At the base of this hierarchical structure, is the most inclusive level of organization, such as an ecosystem. As you climb the pyramid, the levels become less encompassing and more specific. Let's take a look at this magnificent pyramid, starting with the ecosystem at the base and culminating with the atom at the peak.
Our tour begins with the ecosystem. Ecosystems involve interactions between communities and their environment. Communities consist of different populations (groups of organisms of the same species) in a given geographic area. The environment includes everything from people to plants.
The next stop is the organism. Yes, that's right, that means you! Living organisms are highly ordered and have the ability to grow, develop, and reproduce. Complex organisms, including humans, rely on the cooperation between organs, tissues, cells, and molecules to exist.

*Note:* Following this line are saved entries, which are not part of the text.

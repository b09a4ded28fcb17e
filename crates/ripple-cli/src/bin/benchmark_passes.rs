use ripple_core::{Execution, SimConfig, Simulator, StepTimings};
use std::time::{Duration, Instant};

fn run(config: SimConfig, steps: usize) -> (Duration, StepTimings) {
    let mut sim = Simulator::new(config);
    let mut totals = StepTimings::default();
    let start = Instant::now();
    for _ in 0..steps {
        let t = sim.step().unwrap_or_else(|e| panic!("{e}"));
        totals.force_us += t.force_us;
        totals.collide_us += t.collide_us;
        totals.stream_us += t.stream_us;
        totals.macroscopic_us += t.macroscopic_us;
        totals.total_us += t.total_us;
    }
    (start.elapsed(), totals)
}

fn report(label: &str, steps: usize, elapsed: Duration, t: &StepTimings) {
    let n = steps as u64;
    println!("{label}: {elapsed:?} for {steps} steps ({:?}/step)", elapsed / steps as u32);
    println!(
        "  per step: force {}us, collide {}us, stream {}us, macroscopic {}us",
        t.force_us / n,
        t.collide_us / n,
        t.stream_us / n,
        t.macroscopic_us / n
    );
}

fn main() {
    env_logger::init();
    let steps = 200;
    let base = SimConfig {
        height: 512,
        width: 1024,
        forcing_margin: 64,
        steps,
        ..SimConfig::default()
    };
    println!(
        "Benchmarking {}x{} lattice ({} cells), {} steps",
        base.height,
        base.width,
        base.height * base.width,
        steps
    );

    let (serial, serial_t) = run(
        SimConfig {
            execution: Execution::Serial,
            ..base.clone()
        },
        steps,
    );
    report("serial", steps, serial, &serial_t);

    let (parallel, parallel_t) = run(
        SimConfig {
            execution: Execution::Parallel,
            ..base
        },
        steps,
    );
    report("parallel", steps, parallel, &parallel_t);

    println!(
        "Speedup: {:.2}x",
        serial.as_secs_f64() / parallel.as_secs_f64().max(f64::EPSILON)
    );
}
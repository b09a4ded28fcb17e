pub mod metrics;

pub use metrics::*;

use crate::collision;
use crate::config::{SimConfig, SimConfigError};
use crate::forcing::Forcing;
use crate::lattice::{CellIndexError, LatticeField, CS2};
use crate::macroscopic::{self, DivergentCell};
use crate::observer::{NullObserver, Observer, Snapshot};
use crate::streaming;
use std::time::Instant;
use std::{error::Error, fmt};

#[derive(Debug, Clone, PartialEq)]
pub enum SimError {
    Config(SimConfigError),
    Index(CellIndexError),
    /// Zero or non-finite density (or a non-finite velocity) after streaming.
    NumericDivergence {
        step: usize,
        y: usize,
        x: usize,
        density: f64,
    },
    RunComplete {
        steps: usize,
    },
    InvalidSampleEvery,
}

impl fmt::Display for SimError {
    fn fmt(&self, f: &mut fmt::Formatter<'_>) -> fmt::Result {
        match self {
            SimError::Config(e) => write!(f, "{}", e),
            SimError::Index(e) => write!(f, "{}", e),
            SimError::NumericDivergence {
                step,
                y,
                x,
                density,
            } => write!(
                f,
                "numeric divergence at step {step}, cell ({y}, {x}): density {density}"
            ),
            SimError::RunComplete { steps } => {
                write!(f, "simulation already ran all {steps} steps")
            }
            SimError::InvalidSampleEvery => write!(f, "sample_every must be positive"),
        }
    }
}

impl From<SimConfigError> for SimError {
    fn from(err: SimConfigError) -> Self {
        SimError::Config(err)
    }
}

impl From<CellIndexError> for SimError {
    fn from(err: CellIndexError) -> Self {
        SimError::Index(err)
    }
}

impl Error for SimError {
    fn source(&self) -> Option<&(dyn Error + 'static)> {
        match self {
            SimError::Config(e) => Some(e),
            SimError::Index(e) => Some(e),
            _ => None,
        }
    }
}

/// D2Q9 BGK simulator owning the distribution buffers and macroscopic fields.
///
/// `f` holds the distribution between steps; `scratch` receives the
/// post-collision state and is streamed back into `f`, so neither buffer is
/// read and written within the same pass.
pub struct Simulator {
    config: SimConfig,
    forcing: Option<Forcing>,
    f: LatticeField,
    scratch: LatticeField,
    density: Vec<f64>,
    velocity: Vec<[f64; 2]>,
    /// Index of the next step to run.
    step_index: usize,
    /// Set once a step diverges; the buffers are then left untouched.
    failure: Option<SimError>,
}

impl Simulator {
    pub const MAX_SAMPLES: usize = 100_000;

    pub fn new(config: SimConfig) -> Self {
        Self::try_new(config).unwrap_or_else(|e| panic!("{e}"))
    }

    pub fn try_new(config: SimConfig) -> Result<Self, SimError> {
        config.validate()?;
        let (height, width) = (config.height, config.width);

        let mut f = LatticeField::at_rest(height, width);
        for pulse in &config.initial_pulses {
            f.set(
                pulse.y,
                pulse.x,
                collision::equilibrium(pulse.density, [0.0, 0.0]),
            )?;
        }

        let forcing = config.enable_forcing.then(|| {
            Forcing::new(
                height,
                width,
                config.forcing_frequency,
                config.forcing_velocity,
                config.forcing_margin,
            )
        });

        let mut density = vec![0.0; height * width];
        let mut velocity = vec![[0.0; 2]; height * width];
        macroscopic::update(&f, &mut density, &mut velocity, config.execution).map_err(
            |cell| SimError::NumericDivergence {
                step: 0,
                y: cell.y,
                x: cell.x,
                density: cell.density,
            },
        )?;

        Ok(Self {
            scratch: f.clone(),
            f,
            forcing,
            density,
            velocity,
            step_index: 0,
            failure: None,
            config,
        })
    }

    pub fn config(&self) -> &SimConfig {
        &self.config
    }

    pub fn height(&self) -> usize {
        self.config.height
    }

    pub fn width(&self) -> usize {
        self.config.width
    }

    pub fn forcing(&self) -> Option<&Forcing> {
        self.forcing.as_ref()
    }

    /// Number of steps completed so far.
    pub fn steps_done(&self) -> usize {
        self.step_index
    }

    pub fn remaining_steps(&self) -> usize {
        self.config.steps.saturating_sub(self.step_index)
    }

    pub fn is_done(&self) -> bool {
        self.remaining_steps() == 0
    }

    /// The divergence that aborted the run, if any. Once set, every further
    /// step returns it again.
    pub fn failure(&self) -> Option<&SimError> {
        self.failure.as_ref()
    }

    pub fn distribution(&self) -> &LatticeField {
        &self.f
    }

    pub fn density_field(&self) -> &[f64] {
        &self.density
    }

    pub fn velocity_field(&self) -> &[[f64; 2]] {
        &self.velocity
    }

    fn index(&self, y: usize, x: usize) -> Result<usize, CellIndexError> {
        if y >= self.height() || x >= self.width() {
            return Err(CellIndexError {
                y,
                x,
                height: self.height(),
                width: self.width(),
            });
        }
        Ok(y * self.width() + x)
    }

    pub fn density(&self, y: usize, x: usize) -> Result<f64, CellIndexError> {
        self.index(y, x).map(|i| self.density[i])
    }

    pub fn velocity(&self, y: usize, x: usize) -> Result<[f64; 2], CellIndexError> {
        self.index(y, x).map(|i| self.velocity[i])
    }

    pub fn momentum(&self, y: usize, x: usize) -> Result<[f64; 2], CellIndexError> {
        self.index(y, x).map(|i| {
            let rho = self.density[i];
            [rho * self.velocity[i][0], rho * self.velocity[i][1]]
        })
    }

    /// Lattice pressure `rho * cs²`.
    pub fn pressure(&self, y: usize, x: usize) -> Result<f64, CellIndexError> {
        self.density(y, x).map(|rho| rho * CS2)
    }

    /// Impose a velocity on a cell for the next collision. The next
    /// macroscopic update overwrites it.
    pub fn set_velocity(&mut self, y: usize, x: usize, u: [f64; 2]) -> Result<(), CellIndexError> {
        let i = self.index(y, x)?;
        self.velocity[i] = u;
        Ok(())
    }

    /// View of the macroscopic fields after the last completed step.
    pub fn snapshot(&self) -> Snapshot<'_> {
        Snapshot {
            step: self.step_index.saturating_sub(1),
            height: self.height(),
            width: self.width(),
            density: &self.density,
            velocity: &self.velocity,
        }
    }

    /// Advance one step without emitting a snapshot.
    pub fn step(&mut self) -> Result<StepTimings, SimError> {
        self.step_observed(&mut NullObserver)
    }

    /// Force, collide, stream, recompute moments, then hand the result to
    /// `observer`.
    pub fn step_observed<O: Observer + ?Sized>(
        &mut self,
        observer: &mut O,
    ) -> Result<StepTimings, SimError> {
        if let Some(err) = &self.failure {
            return Err(err.clone());
        }
        if self.is_done() {
            return Err(SimError::RunComplete {
                steps: self.config.steps,
            });
        }
        let step = self.step_index;
        let total_start = Instant::now();
        let execution = self.config.execution;
        let width = self.width();

        let t0 = Instant::now();
        if let Some(forcing) = &self.forcing {
            forcing.apply(step, &mut self.velocity, width);
        }
        let force_us = t0.elapsed().as_micros() as u64;

        let t1 = Instant::now();
        collision::collide(
            &self.f,
            &self.density,
            &self.velocity,
            self.config.tau,
            &mut self.scratch,
            execution,
        );
        let collide_us = t1.elapsed().as_micros() as u64;

        let t2 = Instant::now();
        streaming::stream(
            &self.scratch,
            &mut self.f,
            self.config.edge_streaming,
            execution,
        );
        let stream_us = t2.elapsed().as_micros() as u64;

        let t3 = Instant::now();
        if let Err(DivergentCell { y, x, density }) =
            macroscopic::update(&self.f, &mut self.density, &mut self.velocity, execution)
        {
            log::error!("step {step}: density {density} at cell ({y}, {x}), run aborted");
            let err = SimError::NumericDivergence {
                step,
                y,
                x,
                density,
            };
            self.failure = Some(err.clone());
            return Err(err);
        }
        let macroscopic_us = t3.elapsed().as_micros() as u64;

        self.step_index += 1;
        observer.observe(&self.snapshot());

        Ok(StepTimings {
            force_us,
            collide_us,
            stream_us,
            macroscopic_us,
            total_us: total_start.elapsed().as_micros() as u64,
        })
    }

    /// Run every remaining step, feeding each snapshot to `observer`.
    /// Returns the number of steps run.
    pub fn run<O: Observer + ?Sized>(&mut self, observer: &mut O) -> Result<usize, SimError> {
        let remaining = self.remaining_steps();
        log::info!(
            "running {} steps on a {}x{} lattice (tau {}, {:?} edges, {:?})",
            remaining,
            self.height(),
            self.width(),
            self.config.tau,
            self.config.edge_streaming,
            self.config.execution
        );
        for _ in 0..remaining {
            self.step_observed(observer)?;
        }
        Ok(remaining)
    }

    pub fn run_experiment(&mut self, sample_every: usize) -> RunSummary {
        self.try_run_experiment(sample_every)
            .unwrap_or_else(|e| panic!("{e}"))
    }

    /// Run every remaining step, sampling metrics every `sample_every` steps
    /// and on the final step.
    pub fn try_run_experiment(&mut self, sample_every: usize) -> Result<RunSummary, SimError> {
        if sample_every == 0 {
            return Err(SimError::InvalidSampleEvery);
        }
        let remaining = self.remaining_steps();
        let estimated_samples = if remaining == 0 {
            0
        } else {
            ((remaining - 1) / sample_every) + 1
        };
        let start = Instant::now();
        let mut recorder = MetricsRecorder::new(
            sample_every,
            self.config.steps.saturating_sub(1),
            estimated_samples.min(Self::MAX_SAMPLES),
        );
        let steps = self.run(&mut recorder)?;
        log::info!(
            "finished {} steps in {:.2?}, peak |u| {:.5}",
            steps,
            start.elapsed(),
            recorder.peak_speed()
        );
        Ok(RunSummary {
            schema_version: 1,
            steps,
            sample_every,
            config: self.config.clone(),
            peak_speed: recorder.peak_speed(),
            samples: recorder.into_samples(),
        })
    }
}
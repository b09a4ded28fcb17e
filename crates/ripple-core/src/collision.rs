//! BGK single-relaxation-time collision.

use crate::lattice::{for_each_row, is_boundary, Execution, LatticeField, CS2, DIRECTIONS, Q, WEIGHTS};

/// Second-order truncated Maxwell–Boltzmann equilibrium for one cell.
///
/// `eq_i = rho * w_i * (1 + e·u/cs² + (e·u)²/(2cs⁴) − |u|²/(2cs²))`
#[inline]
pub fn equilibrium(rho: f64, u: [f64; 2]) -> [f64; Q] {
    let u_sq = u[0] * u[0] + u[1] * u[1];
    let mut eq = [0.0; Q];
    for (i, e) in DIRECTIONS.iter().enumerate() {
        let dotted = u[0] * e[0] as f64 + u[1] * e[1] as f64;
        let taylor =
            1.0 + dotted / CS2 + (dotted * dotted) / (2.0 * CS2 * CS2) - u_sq / (2.0 * CS2);
        eq[i] = rho * taylor * WEIGHTS[i];
    }
    eq
}

/// Post-collision distribution of a single cell.
///
/// Boundary cells are replaced by their local equilibrium; interior cells
/// relax towards it over `tau`.
#[inline]
pub fn collide_cell(f: &[f64; Q], rho: f64, u: [f64; 2], tau: f64, boundary: bool) -> [f64; Q] {
    let eq = equilibrium(rho, u);
    if boundary {
        return eq;
    }
    let mut post = [0.0; Q];
    for i in 0..Q {
        post[i] = f[i] + (eq[i] - f[i]) / tau;
    }
    post
}

/// Collision over the whole grid, reading `src` and writing `dst`.
///
/// `density` and `velocity` are row-major and match the lattice shape.
pub fn collide(
    src: &LatticeField,
    density: &[f64],
    velocity: &[[f64; 2]],
    tau: f64,
    dst: &mut LatticeField,
    execution: Execution,
) {
    let (height, width) = (src.height(), src.width());
    debug_assert_eq!((dst.height(), dst.width()), (height, width));
    debug_assert_eq!(density.len(), height * width);
    debug_assert_eq!(velocity.len(), height * width);

    let f = src.cells();
    for_each_row(dst.cells_mut(), width, execution, |y, row| {
        let base = y * width;
        for (x, out) in row.iter_mut().enumerate() {
            let idx = base + x;
            *out = collide_cell(
                &f[idx],
                density[idx],
                velocity[idx],
                tau,
                is_boundary(y, x, height, width),
            );
        }
    });
}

Moving right along, we come to our next level--organ systems. Some examples are the circulatory, digestive, nervous, skeletal, and reproductive systems which work together to keep the body functioning normally. For instance, nutrients obtained by the digestive system are distributed throughout the body by the circulatory system. Likewise, the circulatory system distributes oxygen that is taken in by the respiratory system.
Climbing higher still, we arrive at the organs: i.e., the heart, liver, brain, skin, and stomach. Organs are composed of different types of tissue arranged together to perform specific tasks. For example, the brain is composed of several different types including nervous and connective tissues.
Next, we have tissues. No, not the kind you use to blow your nose! Simply put, tissues are groups of cells with both a shared structure and function. Animal tissue can be grouped into four subunits: epithelial tissue, connective tissue, muscle tissue, and nervous tissue.
As we approach the top of our pyramid, we arrive at the next level-- cells. Cells are the simplest form of living units. Cells contain structures called organelles which are responsible for everything from housing the cell's DNA, to producing energy. Processes that occur within the body are carried out on a cellular level. For example, when you move your leg, it is the responsibility of nerve cells to transmit these signals from your brain to the muscle cells in your leg.
Molecules reign supreme on the next level. Molecules are composed of atoms and can be arranged into large molecular structures such as chromosomes, proteins, and membranes. Some of these proteins may be grouped together to become the organelles that make up your cells.
Our tour ends with the ever so tiny atom. It takes extremely powerful microscopes to view these units of matter (anything that has mass and takes up space). Elements such as carbon, oxygen, and hydrogen are composed of atoms.
So there you have it. The pyramid of life is a hierarchical structure for the organization of life. To summarize, the organization for complex organisms goes as follows: ecosystems, organisms, organs systems, organs, tissues, cells, molecules, and atoms.